Em São Paulo, um esquema de segurança nas regiões da Paulista e do Vale do Anhangabaú (onde haverá manifestação da esquerda) prevê a utilização de 3.600 PMs. Haverá revista pessoal e de mochilas e não poderão ser usados armas brancas e de fogo, bastões, fogos de artifício, sinalizadores e drones. A Paulista ficará interditada para carros das 11h às 18h para os protestos bolsonaristas, mas os atos devem se concentrar no período da tarde.
Também há previsão de revista de manifestantes em Brasília, para coibir armas brancas ou de fogo, e o trânsito na Esplanada dos Ministérios será fechado. Os atos na capital federal estão previstos para as 11h.
A crise institucional que leva aos atos desta terça-feira (7) nasceu com as ameaças de Bolsonaro contra a realização das eleições de 2022, caso o voto impresso não fosse implementado, o que já foi descartado pelo Congresso.
Só nos últimos dias, para chamar apoiadores aos atos, Bolsonaro falou em emparedar ministro do STF (Supremo Tribunal Federal) e jogar fora das quatro linhas da Constituição para eventual ruptura institucional. O objetivo é intimidar tanto o STF como o Congresso com seus desejos golpistas.
Como o próprio Bolsonaro já disse, ele busca nesses protestos uma foto ao lado de milhares de apoiadores para ganhar fôlego em meio a uma crise institucional provocada pelo próprio, além das crises sanitária, econômica e social no país. O objetivo de reunir multidões é embasar a retórica de amplo apoio popular.

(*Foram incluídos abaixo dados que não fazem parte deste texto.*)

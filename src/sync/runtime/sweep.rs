//! Retention sweep.
//!
//! Periodically removes content sets past the retention horizon together
//! with their completion records and superseded ledger entries. One
//! invariant is absolute: an item that is fully completed but whose reward
//! ledger entry does not exist yet is **never** deleted; hitting that
//! combination aborts the deletion of its whole set and logs an error,
//! because it means a reward is still owed.

use std::time::Duration;

use chrono::NaiveDate;

use crate::sync::domain::identity::{
    completion_prefix, ledger_path, quest_prefix, ContentSetKey, CoupleKey,
};
use crate::sync::domain::model::{ItemId, RewardLedgerEntry};
use crate::sync::error::SyncError;
use crate::sync::remote::api::RemoteStore;

/// Days a daily set stays around after its calendar date.
pub const DEFAULT_HORIZON_DAYS: i64 = 14;

/// How often the periodic sweep runs.
pub const DEFAULT_SWEEP_INTERVAL: Duration = Duration::from_secs(6 * 60 * 60);

#[derive(Debug, Clone, Copy, Default, PartialEq, Eq)]
pub struct SweepReport {
    pub removed_sets: usize,
    /// Sets past the horizon that were kept because a reward is still owed.
    pub retained_sets: usize,
    pub removed_ledger_entries: usize,
}

pub struct RetentionSweep<S> {
    store: S,
    couple: CoupleKey,
    horizon_days: i64,
}

impl<S: RemoteStore + Clone + Send + Sync + 'static> RetentionSweep<S> {
    pub fn new(store: S, couple: CoupleKey) -> Self {
        Self {
            store,
            couple,
            horizon_days: DEFAULT_HORIZON_DAYS,
        }
    }

    pub fn with_horizon_days(mut self, days: i64) -> Self {
        self.horizon_days = days;
        self
    }

    /// One pass over the couple's sets as of `today`.
    pub async fn run_once(&self, today: NaiveDate) -> Result<SweepReport, SyncError> {
        let mut report = SweepReport::default();

        for path in self.store.list(&quest_prefix(&self.couple)).await? {
            let Some(date) = parse_set_date(&path) else {
                log::warn!("[SWEEP] unparseable set path {path}, skipping");
                continue;
            };
            if (today - date).num_days() <= self.horizon_days {
                continue;
            }

            let key = ContentSetKey::new(self.couple.clone(), date);
            if self.reward_still_owed(&key).await? {
                log::error!(
                    "[SWEEP] {key} is past the horizon but a reward is unapplied; refusing to delete"
                );
                report.retained_sets += 1;
                continue;
            }

            report.removed_ledger_entries += self.remove_day(&key, &path).await?;
            report.removed_sets += 1;
            log::info!("[SWEEP] removed expired set {key}");
        }

        Ok(report)
    }

    /// True if any item of the set is fully completed without a ledger
    /// entry. Deleting it would erase the only evidence a reward is due.
    async fn reward_still_owed(&self, key: &ContentSetKey) -> Result<bool, SyncError> {
        let slots = self.store.list(&completion_prefix(key)).await?;
        for item_id in item_ids_of(&completion_prefix(key), &slots) {
            let both_done = slots
                .iter()
                .filter(|p| p.starts_with(&format!("{}/{}/", completion_prefix(key), item_id)))
                .count()
                >= 2;
            if !both_done {
                continue;
            }
            let ledger = ledger_path(
                &self.couple,
                &RewardLedgerEntry::idempotency_key_for(&ItemId::new(item_id)),
            );
            if self.store.get(&ledger).await?.is_none() {
                return Ok(true);
            }
        }
        Ok(false)
    }

    /// Removes the set document, its completion slots, and the ledger
    /// entries its items left behind. Returns ledger entries removed.
    async fn remove_day(&self, key: &ContentSetKey, set_path: &str) -> Result<usize, SyncError> {
        let mut removed_ledger = 0;

        let slots = self.store.list(&completion_prefix(key)).await?;
        for item_id in item_ids_of(&completion_prefix(key), &slots) {
            let ledger = ledger_path(
                &self.couple,
                &RewardLedgerEntry::idempotency_key_for(&ItemId::new(item_id)),
            );
            if self.store.get(&ledger).await?.is_some() {
                self.store.remove(&ledger).await?;
                removed_ledger += 1;
            }
        }
        for slot in slots {
            self.store.remove(&slot).await?;
        }
        self.store.remove(set_path).await?;
        Ok(removed_ledger)
    }

    /// Runs the sweep on an interval until `shutdown` flips true. Never
    /// inline with reads; failures are logged and the next tick retries.
    pub fn spawn_periodic(
        self,
        every: Duration,
        mut shutdown: tokio::sync::watch::Receiver<bool>,
    ) -> tokio::task::JoinHandle<()> {
        tokio::spawn(async move {
            let mut tick = tokio::time::interval(every);
            tick.set_missed_tick_behavior(tokio::time::MissedTickBehavior::Delay);
            loop {
                tokio::select! {
                    changed = shutdown.changed() => {
                        if changed.is_err() || *shutdown.borrow() {
                            return;
                        }
                    }
                    _ = tick.tick() => {
                        let today = chrono::Utc::now().date_naive();
                        match self.run_once(today).await {
                            Ok(report) => log::debug!("[SWEEP] pass done: {report:?}"),
                            Err(e) => log::warn!("[SWEEP] pass failed: {e}"),
                        }
                    }
                }
            }
        })
    }
}

/// `quests/{couple}/{date}` → date.
fn parse_set_date(path: &str) -> Option<NaiveDate> {
    path.rsplit('/').next()?.parse().ok()
}

/// Distinct item ids appearing in completion slot paths under `prefix`.
fn item_ids_of(prefix: &str, slot_paths: &[String]) -> Vec<String> {
    let mut ids: Vec<String> = slot_paths
        .iter()
        .filter_map(|p| p.strip_prefix(prefix)?.strip_prefix('/'))
        .filter_map(|rest| rest.split('/').next())
        .map(String::from)
        .collect();
    ids.sort();
    ids.dedup();
    ids
}

#[cfg(test)]
mod tests {
    use super::*;
    use crate::sync::balance::BalanceSynchronizer;
    use crate::sync::domain::generate::{generate_set, StaticCatalog};
    use crate::sync::domain::identity::{completion_slot_path, quest_path, ParticipantId};
    use crate::sync::domain::model::ItemId;
    use crate::sync::remote::MemoryStore;
    use chrono::Utc;
    use serde_json::json;

    fn pid(s: &str) -> ParticipantId {
        ParticipantId::new(s).unwrap()
    }

    fn couple() -> CoupleKey {
        CoupleKey::derive(&pid("alice"), &pid("bob")).unwrap()
    }

    /// Publishes a set for `date` and completes its first item by both
    /// participants. Returns the first item's id.
    async fn seed_day(store: &MemoryStore, date: &str) -> ItemId {
        let key = ContentSetKey::new(couple(), date.parse().unwrap());
        let set = generate_set(&key, &pid("alice"), &StaticCatalog, Utc::now());
        let item = set.items[0].id.clone();
        store
            .set(&quest_path(&key), serde_json::to_value(&set).unwrap())
            .await
            .unwrap();
        for who in ["alice", "bob"] {
            store
                .set(
                    &completion_slot_path(&key, item.as_str(), &pid(who)),
                    json!(Utc::now().to_rfc3339()),
                )
                .await
                .unwrap();
        }
        item
    }

    #[tokio::test]
    async fn old_rewarded_sets_are_removed() {
        let store = MemoryStore::new();
        let item = seed_day(&store, "2026-07-01").await;

        // Reward was applied: ledger entry exists.
        let balance = BalanceSynchronizer::new(store.clone(), couple());
        let entry = RewardLedgerEntry::for_item(couple(), &item, 10, Utc::now());
        balance.apply_reward(&entry).await.unwrap();

        let sweep = RetentionSweep::new(store.clone(), couple());
        let report = sweep.run_once("2026-08-08".parse().unwrap()).await.unwrap();

        assert_eq!(report.removed_sets, 1);
        assert_eq!(report.removed_ledger_entries, 1);
        let key = ContentSetKey::new(couple(), "2026-07-01".parse().unwrap());
        assert!(store.get(&quest_path(&key)).await.unwrap().is_none());
        assert!(store.list(&completion_prefix(&key)).await.unwrap().is_empty());
        // The balance itself is untouched by the sweep.
        assert_eq!(balance.resync().await.unwrap(), 10);
    }

    #[tokio::test]
    async fn never_deletes_completed_but_unrewarded_items() {
        let store = MemoryStore::new();
        // Fully completed, but no ledger entry was ever written.
        seed_day(&store, "2026-07-01").await;

        let sweep = RetentionSweep::new(store.clone(), couple());
        let report = sweep.run_once("2026-08-08".parse().unwrap()).await.unwrap();

        assert_eq!(report.removed_sets, 0);
        assert_eq!(report.retained_sets, 1);
        let key = ContentSetKey::new(couple(), "2026-07-01".parse().unwrap());
        assert!(
            store.get(&quest_path(&key)).await.unwrap().is_some(),
            "a set owing a reward must survive the sweep"
        );
    }

    #[tokio::test]
    async fn recent_sets_are_left_alone() {
        let store = MemoryStore::new();
        seed_day(&store, "2026-08-07").await;

        let sweep = RetentionSweep::new(store.clone(), couple());
        let report = sweep.run_once("2026-08-08".parse().unwrap()).await.unwrap();
        assert_eq!(report, SweepReport::default());
    }
}
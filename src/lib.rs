//! Shared daily quests and a single reward balance for a paired couple,
//! synchronized through a weakly-consistent remote store.
//!
//! Two devices that never talk to each other directly must end every day
//! holding the identical quest list and having credited each reward exactly
//! once. The engine gets there with three primitives the store offers:
//! publish-if-absent (one canonical daily set), conditional ledger creation
//! (exactly-once rewards), and an atomic increment (lost-update-free
//! balance).
//!
//! Entry points:
//! - [`SyncDriver`] — per-device driver: start a day, complete items,
//!   receive [`SyncNotification`]s.
//! - [`BalanceSynchronizer`] — the balance read replica and the
//!   `claim`/`credit` path.
//! - [`RetentionSweep`] — background cleanup of expired state.
//! - [`RemoteStore`] — the seam to implement against a real backend;
//!   [`MemoryStore`] is the in-process implementation used in tests and
//!   the demo binary.

pub mod sync;

pub use sync::balance::{BalanceSynchronizer, RewardOutcome};
pub use sync::domain::generate::{ContentCatalog, StaticCatalog};
pub use sync::domain::identity::{ContentSetKey, CoupleKey, ParticipantId};
pub use sync::domain::model::{
    CompletionRecord, ContentItem, ContentSet, ItemId, ItemState, QuestKind, RewardLedgerEntry,
};
pub use sync::engine::{EngineConfig, SyncEngine, SyncNotification};
pub use sync::error::{RemoteError, SyncError};
pub use sync::remote::{MemoryStore, RemoteStore};
pub use sync::replica::Replica;
pub use sync::runtime::{RetentionSweep, RetryPolicy, SyncDriver};
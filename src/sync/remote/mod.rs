//! Remote store seam: the trait the engine drives, plus the in-memory
//! implementation used by tests and the demo binary.

pub mod api;
pub mod memory;

pub use api::{ChangeNotice, Predicate, RemoteStore, Subscription, WriteOutcome};
pub use memory::MemoryStore;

Os eventos bolsonaristas ocorrem em meio a uma série de reveses para o governo, com reações de outros Poderes às ameaças autoritárias disparadas pelo Executivo, desembarque de setores do empresariado e do mercado, estagnação de pautas no Congresso e horizonte econômico negativo.
Bolsonaro aparece distante do ex-presidente Lula em diferentes pesquisas de opinião sobre as eleições de 2022. Pesquisa Datafolha de julho mostrou recorde na reprovação do presidente, rejeitado por 51% dos brasileiros.

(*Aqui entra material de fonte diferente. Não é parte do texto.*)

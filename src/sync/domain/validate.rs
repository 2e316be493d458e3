//! Structural validation of remote payloads.
//!
//! Nothing read from the remote store is trusted until it has passed here.
//! Rejection is atomic: one malformed item rejects the entire set. Partial
//! acceptance would leave the two devices with different item counts, which
//! is strictly worse than a unanimous regeneration, so the caller treats
//! `ValidationFailed` exactly like "no content set exists yet".

use std::collections::HashSet;

use serde_json::Value;

use crate::sync::domain::identity::ContentSetKey;
use crate::sync::domain::model::{ContentSet, MAX_ITEMS};
use crate::sync::error::SyncError;

fn reject(reason: impl Into<String>) -> SyncError {
    SyncError::ValidationFailed(reason.into())
}

/// Validates a raw payload read from `quests/{couple}/{date}` and decodes it.
///
/// `expected` is the key the payload was read from; a document whose own
/// couple/date fields disagree with its path is rejected (it was written by
/// a buggy or hostile client and cannot be reasoned about).
pub fn validate_content_set(raw: &Value, expected: &ContentSetKey) -> Result<ContentSet, SyncError> {
    let obj = raw.as_object().ok_or_else(|| reject("root is not an object"))?;

    let items = obj
        .get("items")
        .ok_or_else(|| reject("missing field `items`"))?
        .as_array()
        .ok_or_else(|| reject("`items` is not an array"))?;
    if items.is_empty() {
        return Err(reject("empty item list"));
    }
    if items.len() > MAX_ITEMS {
        return Err(reject(format!("{} items exceeds bound {MAX_ITEMS}", items.len())));
    }

    let mut seen_ids = HashSet::new();
    for (index, item) in items.iter().enumerate() {
        check_item(index, item, &mut seen_ids)?;
    }

    // Typed decode after the structural pass: catches remaining field-level
    // type errors (timestamps, enum values) in one place.
    let set: ContentSet = serde_json::from_value(raw.clone())
        .map_err(|e| reject(format!("decode: {e}")))?;

    if set.couple_key != expected.couple || set.date != expected.date {
        return Err(reject(format!(
            "document claims {}/{} but was read from {expected}",
            set.couple_key, set.date
        )));
    }

    Ok(set)
}

fn check_item(index: usize, item: &Value, seen_ids: &mut HashSet<String>) -> Result<(), SyncError> {
    let obj = item
        .as_object()
        .ok_or_else(|| reject(format!("item {index} is not an object")))?;

    let id = obj
        .get("id")
        .and_then(Value::as_str)
        .ok_or_else(|| reject(format!("item {index}: missing or non-string `id`")))?;
    if id.is_empty() {
        return Err(reject(format!("item {index}: empty `id`")));
    }
    if !seen_ids.insert(id.to_string()) {
        return Err(reject(format!("item {index}: duplicate id {id}")));
    }

    let kind = obj
        .get("kind")
        .and_then(Value::as_str)
        .ok_or_else(|| reject(format!("item {index}: missing or non-string `kind`")))?;
    if !matches!(kind, "word_chain" | "memory_match" | "trivia" | "checkin") {
        return Err(reject(format!("item {index}: kind {kind:?} out of range")));
    }

    if obj.get("payload_ref").and_then(Value::as_str).is_none() {
        return Err(reject(format!("item {index}: missing or non-string `payload_ref`")));
    }
    if obj.get("is_optional").and_then(Value::as_bool).is_none() {
        return Err(reject(format!("item {index}: missing or non-bool `is_optional`")));
    }

    let created_at = obj
        .get("created_at")
        .and_then(Value::as_str)
        .and_then(|s| s.parse::<chrono::DateTime<chrono::Utc>>().ok())
        .ok_or_else(|| reject(format!("item {index}: bad `created_at`")))?;

    match obj.get("expires_at") {
        None | Some(Value::Null) => {}
        Some(Value::String(s)) => {
            let expires_at = s
                .parse::<chrono::DateTime<chrono::Utc>>()
                .map_err(|_| reject(format!("item {index}: bad `expires_at`")))?;
            if expires_at <= created_at {
                return Err(reject(format!("item {index}: expires before creation")));
            }
        }
        Some(_) => return Err(reject(format!("item {index}: bad `expires_at`"))),
    }

    Ok(())
}
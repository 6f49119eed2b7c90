//! Route definitions for the `/api/video` resource.

use axum::routing::{get, post};
use axum::Router;

use crate::handlers::video;
use crate::state::AppState;

/// Routes mounted at `/api/video`.
///
/// ```text
/// POST   /generate           -> generate_video
/// GET    /status/{job_id}    -> get_status
/// GET    /file/{job_id}      -> download_video
/// ```
pub fn router() -> Router<AppState> {
    Router::new()
        .route("/generate", post(video::generate_video))
        .route("/status/{job_id}", get(video::get_status))
        .route("/file/{job_id}", get(video::download_video))
}
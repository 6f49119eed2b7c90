//! Background generation engine.
//!
//! One detached task per job drives the remote worker from submission to
//! a terminal job state.

pub mod runner;

pub use runner::{GenerationRunner, RunnerConfig};
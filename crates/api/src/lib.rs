//! Video generation API server library.
//!
//! Exposes the building blocks (config, state, error handling, the
//! generation runner, routes) so integration tests and the binary
//! entrypoint can both access them.

pub mod config;
pub mod engine;
pub mod error;
pub mod handlers;
pub mod refine;
pub mod routes;
pub mod state;
//! Tests for the `AppError` to HTTP response mapping.
//!
//! Every error leaving a handler must produce a JSON body of the form
//! `{"error": "...", "code": "..."}` with the right status code, and
//! internal errors must not leak their message to the client.

use assert_matches::assert_matches;
use axum::http::StatusCode;
use axum::response::IntoResponse;
use http_body_util::BodyExt;
use uuid::Uuid;
use vidgen_api::error::AppError;
use vidgen_core::error::CoreError;

async fn response_parts(error: AppError) -> (StatusCode, serde_json::Value) {
    let response = error.into_response();
    let status = response.status();
    let bytes = response.into_body().collect().await.unwrap().to_bytes();
    (status, serde_json::from_slice(&bytes).unwrap())
}

#[tokio::test]
async fn not_found_maps_to_404() {
    let id = Uuid::new_v4();
    let (status, body) = response_parts(AppError::Core(CoreError::NotFound {
        entity: "Job",
        id,
    }))
    .await;

    assert_eq!(status, StatusCode::NOT_FOUND);
    assert_eq!(body["code"], "NOT_FOUND");
    assert_eq!(body["error"], format!("Job with id {id} not found"));
}

#[tokio::test]
async fn validation_error_maps_to_400_with_message() {
    let (status, body) = response_parts(AppError::Core(CoreError::Validation(
        "Prompt must not be empty".to_string(),
    )))
    .await;

    assert_eq!(status, StatusCode::BAD_REQUEST);
    assert_eq!(body["code"], "VALIDATION_ERROR");
    assert_eq!(body["error"], "Prompt must not be empty");
}

#[tokio::test]
async fn bad_request_maps_to_400() {
    let (status, body) = response_parts(AppError::BadRequest("malformed body".to_string())).await;

    assert_eq!(status, StatusCode::BAD_REQUEST);
    assert_eq!(body["code"], "BAD_REQUEST");
    assert_eq!(body["error"], "malformed body");
}

#[tokio::test]
async fn internal_errors_do_not_leak_details() {
    let (status, body) =
        response_parts(AppError::InternalError("db password is hunter2".to_string())).await;

    assert_eq!(status, StatusCode::INTERNAL_SERVER_ERROR);
    assert_eq!(body["code"], "INTERNAL_ERROR");
    assert_eq!(body["error"], "An internal error occurred");

    let (status, body) = response_parts(AppError::Core(CoreError::Internal(
        "filesystem exploded".to_string(),
    )))
    .await;
    assert_eq!(status, StatusCode::INTERNAL_SERVER_ERROR);
    assert_eq!(body["error"], "An internal error occurred");
}

#[tokio::test]
async fn core_errors_convert_via_from() {
    let error: AppError = CoreError::Validation("too long".to_string()).into();
    assert_matches!(&error, AppError::Core(CoreError::Validation(_)));

    let (status, _body) = response_parts(error).await;
    assert_eq!(status, StatusCode::BAD_REQUEST);
}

Ao mesmo tempo em que perde capital político com a crise entre os Poderes, intensificada por seus ataques ao Judiciário, a alta da inflação e a crise energética se colocam como novos obstáculos para o projeto de sua reeleição no ano que vem.

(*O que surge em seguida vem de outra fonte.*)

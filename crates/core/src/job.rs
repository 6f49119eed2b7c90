//! Job lifecycle model and the in-memory job store.
//!
//! A [`Job`] tracks one generation request from creation to a terminal
//! state. The [`JobStore`] is the sole source of truth for job status:
//! handlers read snapshots out of it, and the single background task
//! owning a job writes transitions into it.

use std::collections::HashMap;

use chrono::{DateTime, Utc};
use serde::Serialize;
use tokio::sync::RwLock;

use crate::error::CoreError;

/// Unique identifier for a generation job (UUID v4, never reused).
pub type JobId = uuid::Uuid;

/// Lifecycle state of a job.
///
/// Transitions are one-directional: `Queued -> Running -> {Done, Failed}`.
/// `Done` and `Failed` are terminal.
#[derive(Debug, Clone, Copy, PartialEq, Eq, Serialize)]
#[serde(rename_all = "lowercase")]
pub enum JobStatus {
    Queued,
    Running,
    Done,
    Failed,
}

impl JobStatus {
    /// Lowercase wire representation (`"queued"`, `"running"`, ...).
    pub fn as_str(&self) -> &'static str {
        match self {
            JobStatus::Queued => "queued",
            JobStatus::Running => "running",
            JobStatus::Done => "done",
            JobStatus::Failed => "failed",
        }
    }

    /// Whether no further transition can leave this state.
    pub fn is_terminal(&self) -> bool {
        matches!(self, JobStatus::Done | JobStatus::Failed)
    }
}

/// One generation request and its tracked lifecycle.
#[derive(Debug, Clone)]
pub struct Job {
    pub id: JobId,
    pub status: JobStatus,
    /// Human-readable detail for the current status; updated on every
    /// transition.
    pub message: String,
    /// Local path of the downloaded artifact. Set if and only if the job
    /// is `Done`.
    pub video_path: Option<std::path::PathBuf>,
    /// Identifier assigned by the remote worker once submission succeeds.
    pub remote_job_id: Option<String>,
    /// Creation time, kept for diagnostics only (no eviction policy).
    pub created_at: DateTime<Utc>,
}

/// Concurrency-safe mapping from [`JobId`] to [`Job`].
///
/// All operations are safe to call from any number of concurrent tasks.
/// Reads return a full snapshot clone, so a `get` racing an update observes
/// either the pre- or post-update record, never a torn one. Updates to
/// unknown ids are silently ignored: they originate from detached
/// background tasks that must never crash the process.
///
/// Records live for the process lifetime; there is no deletion path.
#[derive(Default)]
pub struct JobStore {
    jobs: RwLock<HashMap<JobId, Job>>,
}

impl JobStore {
    pub fn new() -> Self {
        Self::default()
    }

    /// Allocate a fresh job in `Queued` state and return its id.
    ///
    /// The job is visible to readers as soon as this returns, before any
    /// background work starts.
    pub async fn create(&self) -> JobId {
        let id = uuid::Uuid::new_v4();
        let job = Job {
            id,
            status: JobStatus::Queued,
            message: "Job created".to_string(),
            video_path: None,
            remote_job_id: None,
            created_at: Utc::now(),
        };
        self.jobs.write().await.insert(id, job);
        id
    }

    /// Return a snapshot copy of the job, or `NotFound` for ids that were
    /// never created.
    pub async fn get(&self, id: JobId) -> Result<Job, CoreError> {
        self.jobs
            .read()
            .await
            .get(&id)
            .cloned()
            .ok_or(CoreError::NotFound { entity: "Job", id })
    }

    /// Transition the job to `Running`.
    pub async fn set_running(&self, id: JobId) {
        self.update(id, |job| {
            job.status = JobStatus::Running;
            job.message = "Generating video...".to_string();
        })
        .await;
    }

    /// Record the identifier the remote worker assigned at submission.
    pub async fn set_remote_job(&self, id: JobId, remote_job_id: &str) {
        self.update(id, |job| {
            job.remote_job_id = Some(remote_job_id.to_string());
        })
        .await;
    }

    /// Transition the job to `Done` with the local artifact path.
    pub async fn set_done(&self, id: JobId, video_path: std::path::PathBuf) {
        self.update(id, |job| {
            job.status = JobStatus::Done;
            job.message = "Completed".to_string();
            job.video_path = Some(video_path);
        })
        .await;
    }

    /// Transition the job to `Failed` with a human-readable message.
    pub async fn set_failed(&self, id: JobId, message: &str) {
        self.update(id, |job| {
            job.status = JobStatus::Failed;
            job.message = message.to_string();
        })
        .await;
    }

    /// Apply a mutation atomically.
    ///
    /// No-op for unknown ids and for jobs already in a terminal state
    /// (terminal states are final by contract; the store enforces it
    /// rather than trusting every caller).
    async fn update(&self, id: JobId, mutate: impl FnOnce(&mut Job)) {
        let mut jobs = self.jobs.write().await;
        if let Some(job) = jobs.get_mut(&id) {
            if job.status.is_terminal() {
                return;
            }
            mutate(job);
        }
    }
}
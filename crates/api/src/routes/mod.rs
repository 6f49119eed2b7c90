pub mod health;
pub mod video;

use axum::routing::get;
use axum::{Json, Router};
use serde_json::json;

use crate::state::AppState;

/// Build the `/api` route tree.
///
/// ```text
/// /video/generate            submit a generation job (POST)
/// /video/status/{job_id}     job status and video URL (GET)
/// /video/file/{job_id}       download the generated video (GET)
/// ```
pub fn api_routes() -> Router<AppState> {
    Router::new().nest("/video", video::router())
}

/// GET / -- service index listing the available endpoints.
async fn index() -> Json<serde_json::Value> {
    Json(json!({
        "service": "AI Video Generator Backend",
        "endpoints": {
            "POST /api/video/generate": "Submit a video generation job",
            "GET /api/video/status/{job_id}": "Get job status and video URL",
            "GET /api/video/file/{job_id}": "Download the generated video",
        }
    }))
}

/// Root-level routes (service index; mounted next to `/health`).
pub fn index_router() -> Router<AppState> {
    Router::new().route("/", get(index))
}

Reportagem da Folha deste domingo mostrou que ministros do STF e dirigentes de partidos do centrão condicionam o futuro das relações do governo com os demais Poderes à postura que Bolsonaro adotará no 7 de Setembro e nos dias posteriores aos protestos.
De um lado, integrantes da corte enviaram recados ao mandatário e aos presidentes da Câmara e do Senado de que o avanço das negociações em busca de uma saída para o rombo dos precatórios, o que viabilizaria a reformulação do Bolsa Família, só deve ocorrer se o chefe do Executivo cessar os ataques ao tribunal.
De outro, líderes de siglas do centrão que hoje dão sustentação a Bolsonaro no Legislativo passaram a ver o desembarque do governo no ano que vem quase como inevitável se não houvesse uma mudança de comportamento do presidente.
BOLSONARO E O GOLPISMO
Não é de hoje que o presidente flerta com o golpismo ou faz declarações contrárias à democracia. Como governante, ele mantém este tipo de discurso.
“Alguns acham que eu posso fazer tudo. Se tudo tivesse que depender de mim, não seria este o regime que nós estaríamos vivendo. E apesar de tudo eu represento a democracia no Brasil”, afirmou em uma formatura de cadetes em fevereiro deste ano.
Em 2020, Bolsonaro participou de manifestações que defendiam a intervenção militar. No passado, em uma entrevista em 1999 quando ainda era deputado, Bolsonaro disse expressamente que, se fosse presidente, fecharia o Congresso.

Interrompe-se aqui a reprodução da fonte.